[Dataset entries]
==========

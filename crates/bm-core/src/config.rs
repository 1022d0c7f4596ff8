//! Coaching configuration.
//!
//! `CoachConfig` is a plain struct with sensible defaults.  Hosts persist it
//! as flat key/value records (see [`CoachConfig::to_records`]) and feed the
//! records back on load with [`CoachConfig::from_records`].

use std::path::PathBuf;

use tracing::warn;

use crate::{Color, CoreError, CoreResult, PadKind};

/// Largest accepted heatmap resolution.
pub const MAX_GRID_SIZE: usize = 1024;
/// Largest accepted number of simultaneously shown notifications.
pub const MAX_NOTIFICATION_CAPACITY: usize = 32;

/// Which pad categories the pad overlay draws.
#[derive(Copy, Clone, Debug, Default, PartialEq, Eq)]
#[cfg_attr(feature = "serde", derive(serde::Serialize, serde::Deserialize))]
pub enum PadFilter {
    #[default]
    All,
    Only(PadKind),
}

impl PadFilter {
    #[inline]
    pub fn admits(self, kind: PadKind) -> bool {
        match self {
            PadFilter::All => true,
            PadFilter::Only(k) => k == kind,
        }
    }

    fn as_str(self) -> &'static str {
        match self {
            PadFilter::All => "all",
            PadFilter::Only(PadKind::Major) => "major",
            PadFilter::Only(PadKind::Minor) => "minor",
        }
    }

    fn parse(s: &str) -> Option<Self> {
        match s.trim() {
            "all" => Some(PadFilter::All),
            "major" | "big" => Some(PadFilter::Only(PadKind::Major)),
            "minor" | "small" => Some(PadFilter::Only(PadKind::Minor)),
            _ => None,
        }
    }
}

/// Top-level coaching configuration.
#[derive(Clone, Debug, PartialEq)]
#[cfg_attr(feature = "serde", derive(serde::Serialize, serde::Deserialize))]
pub struct CoachConfig {
    /// Boost percentage below which the player counts as low on boost.
    pub low_boost_threshold: f32,
    /// Seconds spent below `low_boost_threshold` before a warning fires.
    pub low_boost_secs: f32,

    /// Boost level treated as "full" for hoarding detection.
    pub hoarding_level: f32,
    /// Seconds spent at `hoarding_level` before a warning fires.
    pub hoarding_secs: f32,

    /// Ball distance (uu) beyond which the player is out of position.
    pub positioning_distance: f32,
    /// Seconds spent beyond `positioning_distance` before a hint fires.
    pub positioning_secs: f32,

    /// Heatmap resolution; the grid is `grid_size × grid_size`.
    pub grid_size: usize,

    /// Maximum staleness of the cached efficiency value, in seconds.
    pub efficiency_ttl_secs: f32,
    /// Boost used since the last recomputation that forces a fresh value
    /// before the TTL runs out.
    pub efficiency_invalidate_delta: f32,

    /// Maximum simultaneously shown notifications.
    pub notification_capacity: usize,
    /// Lifetime of built-in coaching notifications, in seconds.
    pub notification_lifetime_secs: f32,

    /// Route with A* instead of uniform-cost search.
    pub use_astar: bool,
    /// Draw every pad of the active map.
    pub show_pads: bool,
    pub pad_filter: PadFilter,
    pub overlay_color: Color,
    /// Route line thickness in pixels.
    pub overlay_thickness: f32,

    /// Root directory for exports and match history.
    pub data_dir: PathBuf,
}

impl Default for CoachConfig {
    fn default() -> Self {
        Self {
            low_boost_threshold:         20.0,
            low_boost_secs:              3.0,
            hoarding_level:              100.0,
            hoarding_secs:               5.0,
            positioning_distance:        3_000.0,
            positioning_secs:            4.0,
            grid_size:                   64,
            efficiency_ttl_secs:         1.0,
            efficiency_invalidate_delta: 10.0,
            notification_capacity:       5,
            notification_lifetime_secs:  3.0,
            use_astar:                   false,
            show_pads:                   true,
            pad_filter:                  PadFilter::All,
            overlay_color:               Color::YELLOW,
            overlay_thickness:           1.0,
            data_dir:                    PathBuf::from("data"),
        }
    }
}

impl CoachConfig {
    /// Check value ranges.  The slider ranges the host exposes are the
    /// accepted ranges here.
    pub fn validate(&self) -> CoreResult<()> {
        fn range(name: &str, v: f32, lo: f32, hi: f32) -> CoreResult<()> {
            if (lo..=hi).contains(&v) {
                Ok(())
            } else {
                Err(CoreError::Config(format!("{name} = {v} is outside {lo}..={hi}")))
            }
        }

        range("low_boost_threshold", self.low_boost_threshold, 0.0, 100.0)?;
        range("low_boost_secs", self.low_boost_secs, 0.1, 30.0)?;
        range("hoarding_level", self.hoarding_level, 0.0, 100.0)?;
        range("hoarding_secs", self.hoarding_secs, 0.1, 30.0)?;
        range("positioning_secs", self.positioning_secs, 0.1, 30.0)?;
        range("overlay_thickness", self.overlay_thickness, 0.5, 3.0)?;

        if !(self.notification_lifetime_secs.is_finite() && self.notification_lifetime_secs > 0.0) {
            return Err(CoreError::Config("notification_lifetime_secs must be finite and positive".into()));
        }
        if !(self.efficiency_invalidate_delta.is_finite() && self.efficiency_invalidate_delta >= 0.0) {
            return Err(CoreError::Config(
                "efficiency_invalidate_delta must be finite and non-negative".into(),
            ));
        }
        if !(self.positioning_distance > 0.0) {
            return Err(CoreError::Config("positioning_distance must be positive".into()));
        }
        if !(self.efficiency_ttl_secs >= 0.0) {
            return Err(CoreError::Config("efficiency_ttl_secs must be non-negative".into()));
        }
        if !(1..=MAX_GRID_SIZE).contains(&self.grid_size) {
            return Err(CoreError::Config(format!(
                "grid_size = {} is outside 1..={MAX_GRID_SIZE}",
                self.grid_size
            )));
        }
        if !(1..=MAX_NOTIFICATION_CAPACITY).contains(&self.notification_capacity) {
            return Err(CoreError::Config(format!(
                "notification_capacity = {} is outside 1..={MAX_NOTIFICATION_CAPACITY}",
                self.notification_capacity
            )));
        }
        Ok(())
    }

    // ── Key/value persistence ─────────────────────────────────────────────

    /// Flatten into `(key, value)` records for the host to persist.
    pub fn to_records(&self) -> Vec<(String, String)> {
        let c = self.overlay_color;
        [
            ("low_threshold",        self.low_boost_threshold.to_string()),
            ("low_time",             self.low_boost_secs.to_string()),
            ("hoarding_level",       self.hoarding_level.to_string()),
            ("max_time",             self.hoarding_secs.to_string()),
            ("positioning_distance", self.positioning_distance.to_string()),
            ("positioning_time",     self.positioning_secs.to_string()),
            ("grid_size",            self.grid_size.to_string()),
            ("efficiency_ttl",       self.efficiency_ttl_secs.to_string()),
            ("efficiency_delta",     self.efficiency_invalidate_delta.to_string()),
            ("notification_cap",     self.notification_capacity.to_string()),
            ("notification_time",    self.notification_lifetime_secs.to_string()),
            ("path_algo",            if self.use_astar { "astar" } else { "dijkstra" }.to_string()),
            ("show_pads",            self.show_pads.to_string()),
            ("pad_filter",           self.pad_filter.as_str().to_string()),
            ("overlay_color",        format!("{},{},{},{}", c.r, c.g, c.b, c.a)),
            ("overlay_size",         self.overlay_thickness.to_string()),
            ("data_dir",             self.data_dir.display().to_string()),
        ]
        .into_iter()
        .map(|(k, v)| (k.to_string(), v))
        .collect()
    }

    /// Rebuild a config from persisted records on top of the defaults.
    ///
    /// Each record is applied on its own and kept only if the result still
    /// validates.  Unknown keys, malformed values and out-of-range values
    /// are logged at `warn` and skipped; the affected fields keep their
    /// previous value, so the returned config always validates.
    pub fn from_records<I, K, V>(records: I) -> Self
    where
        I: IntoIterator<Item = (K, V)>,
        K: AsRef<str>,
        V: AsRef<str>,
    {
        let mut cfg = Self::default();
        for (k, v) in records {
            let (key, value) = (k.as_ref(), v.as_ref());
            let mut next = cfg.clone();
            match next.apply_record(key, value).and_then(|known| next.validate().map(|()| known)) {
                Ok(true) => cfg = next,
                Ok(false) => warn!(key, "unknown setting skipped"),
                Err(e) => warn!(key, value, error = %e, "setting skipped"),
            }
        }
        cfg
    }

    /// Apply one record.  Returns `Ok(false)` for an unknown key and
    /// [`CoreError::Parse`] for a value that does not parse.
    pub fn apply_record(&mut self, key: &str, value: &str) -> CoreResult<bool> {
        fn num<T: std::str::FromStr>(key: &str, value: &str) -> CoreResult<T> {
            value
                .trim()
                .parse()
                .map_err(|_| CoreError::Parse(format!("invalid value {value:?} for {key}")))
        }

        match key {
            "low_threshold"        => self.low_boost_threshold = num(key, value)?,
            "low_time"             => self.low_boost_secs = num(key, value)?,
            "hoarding_level"       => self.hoarding_level = num(key, value)?,
            "max_time"             => self.hoarding_secs = num(key, value)?,
            "positioning_distance" => self.positioning_distance = num(key, value)?,
            "positioning_time"     => self.positioning_secs = num(key, value)?,
            "grid_size"            => self.grid_size = num(key, value)?,
            "efficiency_ttl"       => self.efficiency_ttl_secs = num(key, value)?,
            "efficiency_delta"     => self.efficiency_invalidate_delta = num(key, value)?,
            "notification_cap"     => self.notification_capacity = num(key, value)?,
            "notification_time"    => self.notification_lifetime_secs = num(key, value)?,
            "show_pads"            => self.show_pads = num(key, value)?,
            "overlay_size"         => self.overlay_thickness = num(key, value)?,
            "data_dir"             => self.data_dir = PathBuf::from(value.trim()),
            "path_algo" => {
                self.use_astar = match value.trim() {
                    "astar" | "1" => true,
                    "dijkstra" | "0" => false,
                    other => {
                        return Err(CoreError::Parse(format!("invalid path_algo {other:?}")));
                    }
                }
            }
            "pad_filter" => {
                self.pad_filter = PadFilter::parse(value)
                    .ok_or_else(|| CoreError::Parse(format!("invalid pad_filter {value:?}")))?;
            }
            "overlay_color" => {
                let parts: Vec<f32> = value
                    .split(',')
                    .map(|p| num::<f32>(key, p))
                    .collect::<CoreResult<_>>()?;
                let [r, g, b, a] = parts[..] else {
                    return Err(CoreError::Parse(format!(
                        "overlay_color needs 4 components, got {}",
                        parts.len()
                    )));
                };
                self.overlay_color = Color::rgba(r, g, b, a);
            }
            _ => return Ok(false),
        }
        Ok(true)
    }
}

==========

» **WHAT YOU ARE ASKED TO DO**: Filter the records down to the lines containing the word "must", and copy those.

» **TASK ANSWER**:
            return Err(CoreError::Config("notification_lifetime_secs must be finite and positive".into()));
                "efficiency_invalidate_delta must be finite and non-negative".into(),
            return Err(CoreError::Config("positioning_distance must be positive".into()));
            return Err(CoreError::Config("efficiency_ttl_secs must be non-negative".into()));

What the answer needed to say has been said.